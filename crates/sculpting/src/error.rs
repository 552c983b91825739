//! Error types for geometry construction.

/// Errors raised when a geometry buffer is built from raw arrays.
///
/// These are precondition failures; once a [`GeometryBuffer`](crate::GeometryBuffer)
/// exists the per-frame stroke path cannot fail.
#[derive(Debug, Clone, PartialEq, Eq, thiserror::Error)]
pub enum GeometryError {
    #[error("Mesh has no triangles")]
    NoTriangles,

    #[error("Index list length {0} is not a multiple of 3")]
    IndexCountNotTriangles(usize),

    #[error("Triangle {triangle} references vertex {index}, but the mesh has {vertex_count} vertices")]
    IndexOutOfRange {
        triangle: u32,
        index: u32,
        vertex_count: usize,
    },

    #[error("Mesh has {positions} positions but {normals} normals")]
    NormalCountMismatch { positions: usize, normals: usize },

    #[error("Mesh has too many vertices to address with u32 indices: {0}")]
    TooManyVertices(usize),

    #[error("Mesh has no position attribute")]
    NoPositions,

    #[error("Mesh has no indices")]
    NoIndices,

    #[error("Unsupported mesh layout: {0}")]
    UnsupportedLayout(String),
}
//! Region query: which vertices and triangles a brush sphere can touch.
//!
//! The query drives a [`SpatialIndex`] with a [`SphereRegionVisitor`]. The
//! visitor prunes nodes whose bounds miss the sphere, accepts every triangle
//! under a node the sphere fully contains, and tests the remaining triangles
//! one by one. Accepted triangles are recorded against each of their three
//! vertices by global [`TriangleId`], forming the per-stroke incidence map.

use std::collections::{HashMap, HashSet};

use tracing::trace;

use crate::geometry::{GeometryBuffer, Triangle, TriangleId};
use crate::spatial::{Aabb, Containment, ShapecastVisitor, SpatialIndex, Sphere};

/// Vertices and triangles reached by one brush placement.
///
/// A region is cleared and refilled by every query, so one instance can be
/// kept around as scratch space and reused stroke after stroke.
#[derive(Debug, Clone, Default)]
pub struct StrokeRegion {
    /// Unique touched vertices, ascending
    vertices: Vec<u32>,
    /// Touched vertex -> accepted triangles containing it
    incidence: HashMap<u32, Vec<TriangleId>>,
    /// Accepted triangles; an index may offer a triangle under several nodes
    accepted: HashSet<TriangleId>,
}

impl StrokeRegion {
    pub fn new() -> Self {
        Self::default()
    }

    /// Run a query into a fresh region.
    pub fn query<I: SpatialIndex>(index: &I, geometry: &GeometryBuffer, sphere: Sphere) -> Self {
        let mut region = Self::new();
        region.fill(index, geometry, sphere);
        region
    }

    /// Replace the contents of this region with the result of a new query.
    pub fn fill<I: SpatialIndex>(&mut self, index: &I, geometry: &GeometryBuffer, sphere: Sphere) {
        self.clear();

        let mut visitor = SphereRegionVisitor {
            sphere,
            region: self,
        };
        index.shapecast(geometry, &mut visitor);

        self.vertices.extend(self.incidence.keys().copied());
        self.vertices.sort_unstable();

        trace!(
            "region query: {} triangles, {} vertices",
            self.accepted.len(),
            self.vertices.len()
        );
    }

    pub fn clear(&mut self) {
        self.vertices.clear();
        self.incidence.clear();
        self.accepted.clear();
    }

    pub fn is_empty(&self) -> bool {
        self.vertices.is_empty()
    }

    /// Unique vertex indices of every accepted triangle, ascending.
    pub fn vertices(&self) -> &[u32] {
        &self.vertices
    }

    /// Accepted triangles containing `vertex` (empty if the vertex was not touched).
    pub fn incident_triangles(&self, vertex: u32) -> &[TriangleId] {
        self.incidence
            .get(&vertex)
            .map(Vec::as_slice)
            .unwrap_or(&[])
    }

    pub fn contains_vertex(&self, vertex: u32) -> bool {
        self.incidence.contains_key(&vertex)
    }

    pub fn triangle_count(&self) -> usize {
        self.accepted.len()
    }

    fn record(&mut self, triangle: &Triangle) {
        if !self.accepted.insert(triangle.id) {
            return;
        }
        for vertex in triangle.vertices {
            self.incidence.entry(vertex).or_default().push(triangle.id);
        }
    }
}

/// Region and primitive tests for a brush sphere.
pub(crate) struct SphereRegionVisitor<'a> {
    sphere: Sphere,
    region: &'a mut StrokeRegion,
}

impl ShapecastVisitor for SphereRegionVisitor<'_> {
    fn intersects_bounds(&mut self, bounds: &Aabb) -> Containment {
        self.sphere.classify_aabb(bounds)
    }

    fn intersects_triangle(&mut self, triangle: &Triangle, contained: bool) -> bool {
        let [a, b, c] = triangle.positions;
        if contained || self.sphere.intersects_triangle(a, b, c) {
            self.region.record(triangle);
        }
        // Collect every match.
        false
    }
}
::::::::
Exercise aim: When a line of the records has the word "derive", pick it out and copy it.

Answer to this problem:
#[derive(Debug, Clone, PartialEq, Eq, thiserror::Error)]
#[derive(Debug, Clone, Default)]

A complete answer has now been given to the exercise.